1 À la fois partout et nulle part, omniprésent et élusif, sans commencement ni fin, le quotidien excède toute tentative de saisie et pourtant, théoriciens, écrivains et critiques s’y intéressent1. Loin de laisser le quotidien reposer dans sa pseudo-évidence (Bégout, 2006), ils s’interrogent sur la réalité changeante et polymorphe de ce qui, chaque jour, revient et constitue le « bruit de fond » (Perec, 1989 : 11) de nos vies. Michael Sheringham (2006) a proposé une synthèse de l’enchevêtrement théorique et littéraire de la notion de quotidien dont il situe l’émergence dans la France d’après Guerre. Au cours des années soixante-dix, le quotidien passe au premier plan dans une partie de la production littéraire pour ensuite se disséminer et se diversifier (ibid.) de sorte à devenir une composante importante de la littérature. Il n’est plus à prouver que le souci pour le quotidien caractérise, entre autres, la littérature de notre temps, souci qui débouche aujourd’hui sur des pratiques narratives hétérogènes. Le quotidien s’avère désormais indissociable de l’esthétique post-moderne, dans laquelle il circule entre idéalisation nostalgique et exploration du présent, réalisme critique et fiction ludique.

2 Partie prenante de l’écriture journalière (journaux intimes, carnets) — que nous n’étudierons cependant pas dans ce dossier — le quotidien participe de la volonté d’écrire le monde dans ce qu’il a de plus concret et d’y consacrer d’autant plus de « petits récits » que les grands récits ont perdu leur légitimité tandis que le local, dans sa multiplicité et sa dissémination même, devient l’un des « lieux » privilégiés de la littérature actuelle.

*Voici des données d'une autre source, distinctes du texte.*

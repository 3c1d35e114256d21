use property_finance_core::financing::amortization::{
    analyze_mortgage, build_schedule, compute_payment, remaining_balance, LoanTerms, MortgageInput,
};
use property_finance_core::PropertyFinanceError;
use proptest::prelude::{prop_assert, proptest};
use rust_decimal::Decimal;
use rust_decimal_macros::dec;

// ===========================================================================
// Payment and schedule
// ===========================================================================

#[test]
fn test_payment_on_casablanca_loan() {
    let terms = LoanTerms::new(dec!(3_600_000), dec!(0.05), 20).unwrap();
    assert_eq!(terms.num_payments(), 240);
    let payment = terms.payment().unwrap();
    assert!((payment - dec!(23758.41)).abs() < dec!(0.01));
}

#[test]
fn test_interest_share_falls_over_time() {
    let terms = LoanTerms::new(dec!(300_000), dec!(0.06), 30).unwrap();
    let payment = terms.payment().unwrap();
    let schedule = build_schedule(
        terms.principal,
        terms.periodic_rate(),
        payment,
        terms.num_payments(),
    )
    .unwrap();
    assert_eq!(schedule.len(), 360);
    assert!(schedule[0].interest > schedule[359].interest);
    assert!(schedule[0].principal < schedule[359].principal);
    assert!(schedule.last().unwrap().balance.abs() < dec!(0.01));
}

#[test]
fn test_remaining_balance_matches_schedule() {
    let terms = LoanTerms::new(dec!(250_000), dec!(0.045), 15).unwrap();
    let payment = terms.payment().unwrap();
    let schedule = build_schedule(
        terms.principal,
        terms.periodic_rate(),
        payment,
        terms.num_payments(),
    )
    .unwrap();
    let after_five_years = remaining_balance(&terms, 60).unwrap();
    assert!((after_five_years - schedule[59].balance).abs() < dec!(0.000001));
    assert_eq!(remaining_balance(&terms, 500).unwrap(), Decimal::ZERO);
}

#[test]
fn test_mortgage_calculator_totals() {
    let input = MortgageInput {
        principal: dec!(300_000),
        annual_rate: dec!(0.06),
        term_years: 30,
        schedule_periods: Some(12),
    };
    let out = analyze_mortgage(&input).unwrap();
    let r = &out.result;
    // 300k at 6% over 30 years ≈ 1798.65
    assert!((r.monthly_payment - dec!(1798.65)).abs() < dec!(0.01));
    assert_eq!(r.num_payments, 360);
    assert_eq!(r.amortization_schedule.len(), 12);
    assert!((r.total_principal - dec!(300_000)).abs() < dec!(0.01));
    assert!((r.total_interest - (r.total_payments - dec!(300_000))).abs() < dec!(0.01));
}

#[test]
fn test_zero_term_rejected() {
    assert!(matches!(
        compute_payment(dec!(100_000), dec!(0.005), 0),
        Err(PropertyFinanceError::InvalidInput { .. })
    ));
}

// ===========================================================================
// Properties
// ===========================================================================

proptest! {
    #![proptest_config(proptest::test_runner::Config::with_cases(48))]

    #[test]
    fn prop_schedule_fully_amortizes(
        principal in 1_000u32..5_000_000,
        rate_bp in 0u32..1_500,
        term_years in 1u32..41
    ) {
        let terms = LoanTerms::new(
            Decimal::from(principal),
            Decimal::from(rate_bp) / dec!(10000),
            term_years,
        ).unwrap();
        let payment = terms.payment().unwrap();
        let n = terms.num_payments();
        let schedule = build_schedule(terms.principal, terms.periodic_rate(), payment, n).unwrap();

        let final_balance = schedule.last().unwrap().balance;
        prop_assert!(final_balance.abs() < dec!(0.01), "final balance {}", final_balance);

        let interest: Decimal = schedule.iter().map(|e| e.interest).sum();
        let principal_paid: Decimal = schedule.iter().map(|e| e.principal).sum();
        let total_paid = payment * Decimal::from(n);
        prop_assert!((interest + principal_paid - total_paid).abs() < dec!(0.01));
        prop_assert!((principal_paid - terms.principal).abs() < dec!(0.01));
    }
}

Pourtant, si les récits du quotidien participent de l’individualisme propre à la culture contemporaine, ils ne s’y réduisent pas et constituent même, dans bien des cas, une interrogation des frontières entre l’individuel et le collectif. D’autre part — et c’est là un aspect que ce dossier met bien en relief — l’intérêt pour le minuscule ne se limite pas aux célébrations du quotidien (Cousseau, 2001) cherchant à redonner au monde, par le menu, une quasi-transcendance et à recueillir les petits bonheurs sur un mode positif. Enfin, si le quotidien participe de la littérature du « pas grand-chose » et du « presque rien » (Poirier, 2004) tournant le dos à l’extraordinaire pour s’immerger dans l’immanence, il ne se ramène pas à la seule saisie phénoménologique ou affective d’une réalité atomisée.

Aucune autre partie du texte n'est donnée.